Katie Samek-
Hello, Gusties! All of us here at the Weekly want to wish our Gustavus community good luck during these most stressful times in the semester and also say a brief goodbye. As you may or may not already know, the Gustavian Weekly does not publish during J-Term, so you won’t be hearing from us again until the spring semester. (Of course, given that this is the last year Gustavus will be offering a J-Term, that may very well change in the future!)
To all of our dedicated readers, be you staff, student, faculty, alumni, or family member checking in via our online publication, thank you for your continued patronage of the Gustavian Weekly – we couldn’t do any of this without your support. It’s people like you that keep our presses running, and we deeply appreciate your support. So, from all of us here at the Weekly, thank you so much for reading. We’ll see you all again at the start of spring semester.
All this being said, we know that finals are an incredibly stressful time for everyone on campus. To help remedy this, the Counseling Center has been gracious enough to share some information on what stress is and how it functions, as well as some useful tips on stress management that we’d like to pass on to you!
“The stress response is hard-wired in our DNA as a way to keep us alive,” said Mental Health Therapist, Jessica Auel. “Evolutionarily, stress was the mechanism responsible for helping us outrun a lion or fight off a bear. In modern society, we don’t have the same life-or-death stressors as we used to, but our stressors are more chronic – that is, they never fully go away. Because our bodies can’t process stress at the rate it’s entering our system, the biological process aimed at helping us can actually hurt us. Managing stress well allows us to widen our window of tolerance – which means these same stressors become easier to handle and don’t feel so life-threatening.”
“As one might expect, the presence of chronic stressors make it nigh impossible to truly escape stress in our modern world, hence why chronic stress is such a big problem for the human body,” said Assistant Director of the Counseling Center, Aarron Geringer. “Specifically, it manifests when we aren’t allowed to fully process and release our emotions – fear, anger, frustration, sorrow, confusion, worry, etc. Ultimately, the goal of any stress-reduction activity is to allow our bodies time to process these emotions and release them. Crying, laughing, connecting with loved ones, physical activity, artistic expression, getting a full night’s sleep – all of these are ways that the human body releases stress.”
In light of this, here are five helpful tips from the Counseling Center to assist in reducing stress:
Tip 1: Leave dedicated times for sleep and meals in your schedule. We’re all incredibly busy humans around finals, and at times it may seem that there’s just not enough time to do everything that we need to in a day. However, neglecting food and sleep are two of the fastest ways to increase the body’s stress response, and can also lead to headaches, physical exhaustion, decreased cognitive function, and fatigue.
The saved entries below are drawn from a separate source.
//! Terminal front-end: runs one fetch cycle and prints the cards.

use anyhow::Context;
use figures_core::{DashboardConfig, DashboardController, FetchOutcome, RenderedCard};
use figures_gateway::SimulatedGateway;
use serde::Serialize;
use std::path::PathBuf;
use std::sync::Arc;
use tracing_subscriber::EnvFilter;

mod cli;

#[derive(Serialize)]
#[serde(rename_all = "camelCase")]
struct JsonOut<'a> {
    ok: bool,
    currency_symbol: &'a str,
    cards: Vec<RenderedCard>,
    #[serde(skip_serializing_if = "Option::is_none")]
    error: Option<String>,
}

fn init_tracing(json: bool) {
    let filter = EnvFilter::try_from_default_env().unwrap_or_else(|_| EnvFilter::new("info"));
    let builder = tracing_subscriber::fmt()
        .with_env_filter(filter)
        .with_writer(std::io::stderr);
    if json {
        builder.json().init();
    } else {
        builder.init();
    }
}

#[tokio::main]
async fn main() -> anyhow::Result<()> {
    let args = cli::command().get_matches();
    init_tracing(args.get_flag("log-json"));

    let config = match args.get_one::<PathBuf>("config") {
        Some(path) => {
            let config = DashboardConfig::load(path)
                .with_context(|| format!("loading {}", path.display()))?;
            tracing::info!("Loaded config from {}", path.display());
            config
        }
        None => {
            tracing::debug!("No config file given, using defaults");
            DashboardConfig::default()
        }
    };
    let config = cli::apply_overrides(config, &args);
    let range = cli::date_range(&args)?;

    let gateway = match args.get_one::<PathBuf>("fixture") {
        Some(path) => {
            let payload = std::fs::read_to_string(path)
                .with_context(|| format!("reading fixture {}", path.display()))?;
            tracing::info!("Replaying fixture {}", path.display());
            SimulatedGateway::from_json(&payload)?
        }
        None => SimulatedGateway::new(),
    }
    .with_latency(config.latency());

    tracing::info!(
        document_type = %config.document_type,
        latency_ms = config.latency_ms,
        cards = config.cards.len(),
        "Starting dashboard"
    );
    let dashboard = DashboardController::new(Arc::new(gateway), config)?;
    tracing::info!(
        kind = ?range.kind(),
        start = ?range.start(),
        end = ?range.end(),
        "Selected range"
    );
    dashboard.select_range(range);

    let outcome = dashboard.refresh().await;
    let cards = dashboard.render()?.unwrap_or_default();
    let error = match &outcome {
        FetchOutcome::Failed(err) => Some(err.to_string()),
        FetchOutcome::Updated { .. } => None,
    };

    if args.get_flag("json") {
        let out = JsonOut {
            ok: error.is_none(),
            currency_symbol: dashboard.currency_symbol(),
            cards,
            error,
        };
        println!("{}", serde_json::to_string_pretty(&out)?);
    } else {
        for card in &cards {
            println!("{card}");
        }
        if let Some(error) = &error {
            eprintln!("fetch failed: {error}");
        }
    }

    if !outcome.is_updated() {
        std::process::exit(1);
    }
    Ok(())
}
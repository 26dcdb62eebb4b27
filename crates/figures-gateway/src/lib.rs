//! Figures Gateway - control-figure data model and fetch abstraction
//!
//! Provides:
//! - `ControlFigures`, the fixed-shape record of fiscal totals
//! - `FiguresQuery` / `DateRange`, the filter sent with each request
//! - `MetricsGateway`, the async seam between callers and a backend
//! - `SimulatedGateway`, a fixed-response implementation for demos and tests
//!
//! # Example
//!
//! ```rust,ignore
//! use figures_gateway::{FiguresQuery, MetricsGateway, SimulatedGateway};
//!
//! # async fn example() -> Result<(), Box<dyn std::error::Error>> {
//! let gateway = SimulatedGateway::new();
//! let batch = gateway.fetch_figures(&FiguresQuery::new("FACT")?).await?;
//! println!("documents: {}", batch.first().map_or(0, |f| f.document_count));
//! # Ok(())
//! # }
//! ```

#![warn(unreachable_pub)]

pub mod error;
pub mod figures;
pub mod query;
pub mod simulated;

pub use error::{GatewayError, QueryError};
pub use figures::{ControlFigures, FigureField, FiguresBatch};
pub use query::{DateRange, FiguresQuery, RangeKind, DEFAULT_DOCUMENT_TYPE};
pub use simulated::{demo_figures, SimulatedGateway, DEFAULT_LATENCY};

use async_trait::async_trait;

/// Source of control figures
///
/// A simulated backend and a real network client satisfy the same contract,
/// so callers hold an `Arc<dyn MetricsGateway>` and never know which one
/// they talk to.
#[async_trait]
pub trait MetricsGateway: Send + Sync {
    /// Fetch the batch of figures matching `query`
    ///
    /// # Errors
    /// Any [`GatewayError`]; callers treat every variant as a failed fetch.
    async fn fetch_figures(&self, query: &FiguresQuery) -> Result<FiguresBatch, GatewayError>;

    /// Short name used in logs
    fn name(&self) -> &str {
        "gateway"
    }
}

/// Version of this crate
pub const VERSION: &str = env!("CARGO_PKG_VERSION");
//! Figures Core - dashboard over fiscal control figures
//!
//! Fetches control figures through a [`MetricsGateway`], maps the first
//! record through an ordered card layout, and publishes the cards for a
//! renderer:
//! - `CardLayout` decides which figures become cards and in what order
//! - `DashboardController` runs one fetch at a time and swaps the card list
//!   atomically
//! - `DisplayCard::render` applies the amount formatter and currency prefix
//!
//! # Example
//!
//! ```rust,ignore
//! use figures_core::{DashboardConfig, DashboardController};
//! use figures_gateway::SimulatedGateway;
//! use std::sync::Arc;
//!
//! # async fn example() -> Result<(), Box<dyn std::error::Error>> {
//! let dashboard = DashboardController::new(Arc::new(SimulatedGateway::new()), DashboardConfig::new())?;
//! dashboard.refresh().await;
//!
//! for card in dashboard.render()?.unwrap_or_default() {
//!     println!("{card}");
//! }
//! # Ok(())
//! # }
//! ```
//!
//! [`MetricsGateway`]: figures_gateway::MetricsGateway

#![warn(unreachable_pub)]

pub mod card;
pub mod config;
pub mod controller;
pub mod error;
pub mod layout;

pub use card::{DisplayCard, RenderedCard};
pub use config::{DashboardConfig, DEFAULT_CURRENCY_SYMBOL};
pub use controller::{DashboardController, DashboardSnapshot, FetchOutcome, FetchPhase, FetchStats};
pub use error::{ConfigError, LayoutError};
pub use layout::{CardLayout, CardSpec};

/// Prelude module for common imports
pub mod prelude {
    //! Common imports for working with the dashboard
    pub use crate::{
        CardLayout, CardSpec, DashboardConfig, DashboardController, DisplayCard, FetchOutcome,
        FetchPhase, RenderedCard,
    };
    pub use figures_gateway::{DateRange, FiguresQuery, GatewayError, MetricsGateway};
}

/// Version of this crate
pub const VERSION: &str = env!("CARGO_PKG_VERSION");
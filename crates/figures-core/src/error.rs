//! Error types for the dashboard layer
//!
//! Gateway failures never appear here: the controller absorbs them. These
//! errors cover setup problems only.

use std::path::PathBuf;

/// Card layout errors
#[derive(Debug, Clone, PartialEq, Eq, thiserror::Error)]
pub enum LayoutError {
    /// Layout has no cards
    #[error("card layout is empty")]
    Empty,

    /// A card has a blank label
    #[error("card {index} has a blank label")]
    BlankLabel {
        /// Position in the layout
        index: usize,
    },
}

/// Configuration errors
#[derive(Debug, thiserror::Error)]
pub enum ConfigError {
    /// Config file could not be read
    #[error("failed to read config {path}: {source}")]
    Io {
        /// File that failed
        path: PathBuf,
        /// Underlying error
        #[source]
        source: std::io::Error,
    },

    /// Config file is not valid TOML for this schema
    #[error("failed to parse config: {0}")]
    Parse(#[from] toml::de::Error),

    /// Invalid document type or other field value
    #[error("invalid configuration: {0}")]
    Invalid(String),

    /// Invalid card layout
    #[error("invalid card layout: {0}")]
    Layout(#[from] LayoutError),
}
By setting aside dedicated chunks of time for meals and sleep within your daily routine, you can keep both your body and mind sharp for finals.
Tip 2: Take regular breaks. This may seem like common sense, but scheduling breaks between assignments can help reduce stress and provide you with a fresh perspective on assignments that you may be struggling with. In particular, incorporating physical exercise into your breaks or just going outside to get some sunshine and fresh air can help increase cognitive performance.
Tip 3: Organize your tasks. If you’re anything like me, having to flip between Moodle pages and syllabi to figure out which assignments are due when and what each entails can be extremely stressful. Simply sitting down and writing out a list of what finals are due at which time, as well as what class they’re for and what each assignment requires, can be extremely useful for visualizing and compartmentalizing what still needs to be done. (Plus, it’s incredibly cathartic to check things off of a list once they’re finally done!)
Tip 4: Work in study groups. While this obviously won’t work for everybody in every situation, working in a study group can be extremely useful, especially when studying for final exams. Not only can you connect with peers and ensure you aren’t self-isolating too much, but you also have the benefit of combined knowledge and perspective. Just remember to set guidelines for your group study time and minimize distractions as much as possible.
Tip 5: Anticipate and limit distractions. Procrastination is a danger to everybody, especially during finals, and the urge to doomscroll the internet or dissociate to a favorite playlist can be incredibly hard to resist. By creating a list of potential distractions and brainstorming ways to remove or minimize them, you can ensure a far more productive work period.
As always, if you ever need to talk to somebody about your stress (or any other issue), the Gustavus Counseling Center is here to help. Starting on Monday, Dec. 11, the Counseling Center will be hosting its Walk-In Week clinic. During this week, students can call ahead or stop by to schedule a 30-minute meeting with a therapist that same day. This is an excellent opportunity for new students to get to know the Counseling Center, as well as a way for busy students to connect with the help they need and get support for the upcoming Winter Break.
From all of us here at the Weekly, best of luck on your finals, and happy holidays!